§ Material supplied
──────────

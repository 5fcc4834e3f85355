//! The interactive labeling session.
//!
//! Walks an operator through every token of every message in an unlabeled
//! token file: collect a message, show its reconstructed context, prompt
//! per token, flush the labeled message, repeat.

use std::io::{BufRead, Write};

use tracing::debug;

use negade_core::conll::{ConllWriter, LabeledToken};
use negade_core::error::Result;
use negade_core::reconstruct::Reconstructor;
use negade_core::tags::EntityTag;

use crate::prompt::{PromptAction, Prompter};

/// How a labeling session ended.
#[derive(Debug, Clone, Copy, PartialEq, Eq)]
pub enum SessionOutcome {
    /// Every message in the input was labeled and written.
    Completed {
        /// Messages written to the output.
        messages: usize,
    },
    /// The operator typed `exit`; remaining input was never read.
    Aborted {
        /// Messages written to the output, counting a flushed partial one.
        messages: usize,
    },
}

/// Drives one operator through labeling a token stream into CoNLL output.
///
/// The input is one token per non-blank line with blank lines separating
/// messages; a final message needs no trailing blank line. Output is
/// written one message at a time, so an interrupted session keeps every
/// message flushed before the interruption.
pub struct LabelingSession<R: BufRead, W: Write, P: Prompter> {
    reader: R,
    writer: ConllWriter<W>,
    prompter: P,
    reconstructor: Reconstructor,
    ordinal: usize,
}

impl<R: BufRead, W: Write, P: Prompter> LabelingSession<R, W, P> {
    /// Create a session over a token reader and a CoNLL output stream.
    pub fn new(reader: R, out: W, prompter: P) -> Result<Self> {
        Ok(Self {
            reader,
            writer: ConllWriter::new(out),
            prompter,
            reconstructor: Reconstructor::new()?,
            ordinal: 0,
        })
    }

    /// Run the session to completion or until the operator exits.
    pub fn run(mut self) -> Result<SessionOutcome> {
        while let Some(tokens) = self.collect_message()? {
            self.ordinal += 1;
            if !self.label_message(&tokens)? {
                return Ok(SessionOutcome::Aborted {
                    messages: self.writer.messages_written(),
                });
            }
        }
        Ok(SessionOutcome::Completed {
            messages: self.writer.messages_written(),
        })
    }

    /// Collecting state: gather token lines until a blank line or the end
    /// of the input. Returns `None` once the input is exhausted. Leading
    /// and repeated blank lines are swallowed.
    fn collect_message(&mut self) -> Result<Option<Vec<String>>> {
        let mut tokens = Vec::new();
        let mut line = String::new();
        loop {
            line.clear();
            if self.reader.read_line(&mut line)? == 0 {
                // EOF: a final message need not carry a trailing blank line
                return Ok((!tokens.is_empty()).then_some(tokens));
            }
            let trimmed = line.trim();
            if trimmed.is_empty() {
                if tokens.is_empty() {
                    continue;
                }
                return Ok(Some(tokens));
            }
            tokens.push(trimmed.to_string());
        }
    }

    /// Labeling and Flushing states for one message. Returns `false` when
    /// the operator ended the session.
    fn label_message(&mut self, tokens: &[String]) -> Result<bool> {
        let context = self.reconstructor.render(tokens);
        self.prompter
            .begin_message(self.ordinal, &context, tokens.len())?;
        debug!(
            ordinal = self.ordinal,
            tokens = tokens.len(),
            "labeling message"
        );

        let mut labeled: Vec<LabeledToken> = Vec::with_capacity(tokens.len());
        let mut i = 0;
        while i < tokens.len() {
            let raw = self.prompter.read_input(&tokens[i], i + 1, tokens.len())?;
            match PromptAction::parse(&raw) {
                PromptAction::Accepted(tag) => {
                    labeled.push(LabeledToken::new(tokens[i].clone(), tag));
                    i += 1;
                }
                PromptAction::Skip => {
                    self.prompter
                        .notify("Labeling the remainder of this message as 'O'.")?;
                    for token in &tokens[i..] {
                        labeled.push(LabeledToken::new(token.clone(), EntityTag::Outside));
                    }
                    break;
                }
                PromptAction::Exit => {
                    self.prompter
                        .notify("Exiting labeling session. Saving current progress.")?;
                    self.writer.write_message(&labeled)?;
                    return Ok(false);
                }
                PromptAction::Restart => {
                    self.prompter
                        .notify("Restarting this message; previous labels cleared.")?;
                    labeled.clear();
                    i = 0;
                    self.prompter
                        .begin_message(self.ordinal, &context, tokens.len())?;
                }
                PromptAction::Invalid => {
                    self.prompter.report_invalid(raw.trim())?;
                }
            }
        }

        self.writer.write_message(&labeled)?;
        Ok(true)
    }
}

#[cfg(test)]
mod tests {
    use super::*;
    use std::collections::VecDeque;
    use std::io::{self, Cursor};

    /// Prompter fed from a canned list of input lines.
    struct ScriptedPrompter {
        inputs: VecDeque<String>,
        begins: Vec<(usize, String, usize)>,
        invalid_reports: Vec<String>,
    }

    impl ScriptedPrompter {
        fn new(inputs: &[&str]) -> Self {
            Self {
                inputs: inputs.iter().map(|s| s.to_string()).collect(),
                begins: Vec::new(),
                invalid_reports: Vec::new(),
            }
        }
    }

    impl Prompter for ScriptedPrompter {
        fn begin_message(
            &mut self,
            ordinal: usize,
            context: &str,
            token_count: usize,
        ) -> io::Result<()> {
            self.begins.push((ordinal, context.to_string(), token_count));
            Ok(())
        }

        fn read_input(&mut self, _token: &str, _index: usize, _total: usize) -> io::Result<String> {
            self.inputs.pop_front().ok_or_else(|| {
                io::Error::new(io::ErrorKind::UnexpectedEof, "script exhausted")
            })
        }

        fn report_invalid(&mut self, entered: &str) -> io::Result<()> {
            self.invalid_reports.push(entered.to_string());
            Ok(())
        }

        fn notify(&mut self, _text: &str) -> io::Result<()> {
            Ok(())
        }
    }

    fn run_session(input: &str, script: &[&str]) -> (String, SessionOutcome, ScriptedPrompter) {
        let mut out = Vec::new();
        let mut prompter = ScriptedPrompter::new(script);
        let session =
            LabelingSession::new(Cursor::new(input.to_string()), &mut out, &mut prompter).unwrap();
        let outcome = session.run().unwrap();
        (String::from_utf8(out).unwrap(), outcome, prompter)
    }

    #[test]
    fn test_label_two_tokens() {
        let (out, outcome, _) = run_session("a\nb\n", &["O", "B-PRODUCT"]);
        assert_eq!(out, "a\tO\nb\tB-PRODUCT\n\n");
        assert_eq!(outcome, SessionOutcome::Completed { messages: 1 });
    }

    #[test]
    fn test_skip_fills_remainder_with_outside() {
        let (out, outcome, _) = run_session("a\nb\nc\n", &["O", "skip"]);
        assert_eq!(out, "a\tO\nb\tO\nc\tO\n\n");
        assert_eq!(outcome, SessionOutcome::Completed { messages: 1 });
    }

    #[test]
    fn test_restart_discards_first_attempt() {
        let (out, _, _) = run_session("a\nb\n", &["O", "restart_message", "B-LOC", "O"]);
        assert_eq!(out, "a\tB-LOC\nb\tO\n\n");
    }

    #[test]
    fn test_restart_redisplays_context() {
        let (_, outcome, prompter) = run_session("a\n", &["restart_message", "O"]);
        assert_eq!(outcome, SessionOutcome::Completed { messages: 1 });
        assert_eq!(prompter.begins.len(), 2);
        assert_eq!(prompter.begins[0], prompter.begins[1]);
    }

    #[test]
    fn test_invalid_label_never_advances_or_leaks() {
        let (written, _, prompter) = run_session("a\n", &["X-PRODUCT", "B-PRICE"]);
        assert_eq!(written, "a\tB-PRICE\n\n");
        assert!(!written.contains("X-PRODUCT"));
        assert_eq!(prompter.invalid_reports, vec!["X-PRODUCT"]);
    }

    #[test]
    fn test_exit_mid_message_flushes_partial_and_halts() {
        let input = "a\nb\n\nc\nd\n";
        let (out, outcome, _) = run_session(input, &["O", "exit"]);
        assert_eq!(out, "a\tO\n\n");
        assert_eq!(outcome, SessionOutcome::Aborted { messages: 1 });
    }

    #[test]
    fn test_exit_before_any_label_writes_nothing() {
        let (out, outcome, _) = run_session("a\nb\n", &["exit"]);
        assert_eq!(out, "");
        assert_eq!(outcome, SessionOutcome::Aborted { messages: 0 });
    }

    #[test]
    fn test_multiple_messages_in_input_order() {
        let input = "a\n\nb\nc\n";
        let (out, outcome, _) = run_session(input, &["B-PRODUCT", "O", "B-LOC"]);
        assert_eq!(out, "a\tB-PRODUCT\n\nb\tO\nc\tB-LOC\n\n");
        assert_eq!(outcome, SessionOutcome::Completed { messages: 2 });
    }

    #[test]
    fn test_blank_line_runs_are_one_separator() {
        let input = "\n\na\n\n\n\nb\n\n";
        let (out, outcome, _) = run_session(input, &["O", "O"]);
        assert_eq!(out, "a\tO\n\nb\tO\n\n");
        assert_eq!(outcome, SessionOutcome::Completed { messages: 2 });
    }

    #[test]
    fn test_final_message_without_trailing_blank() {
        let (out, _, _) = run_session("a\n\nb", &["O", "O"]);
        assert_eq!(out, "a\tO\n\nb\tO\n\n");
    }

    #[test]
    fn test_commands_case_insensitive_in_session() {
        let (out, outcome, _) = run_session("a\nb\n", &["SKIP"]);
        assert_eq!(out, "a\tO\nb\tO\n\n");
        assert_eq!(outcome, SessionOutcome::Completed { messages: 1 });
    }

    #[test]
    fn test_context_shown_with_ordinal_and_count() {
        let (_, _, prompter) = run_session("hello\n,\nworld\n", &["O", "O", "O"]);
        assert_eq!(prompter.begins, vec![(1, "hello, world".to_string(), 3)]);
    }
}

──────────

A single number is the whole answer: the tally of lines in the entries that hold "Result".

9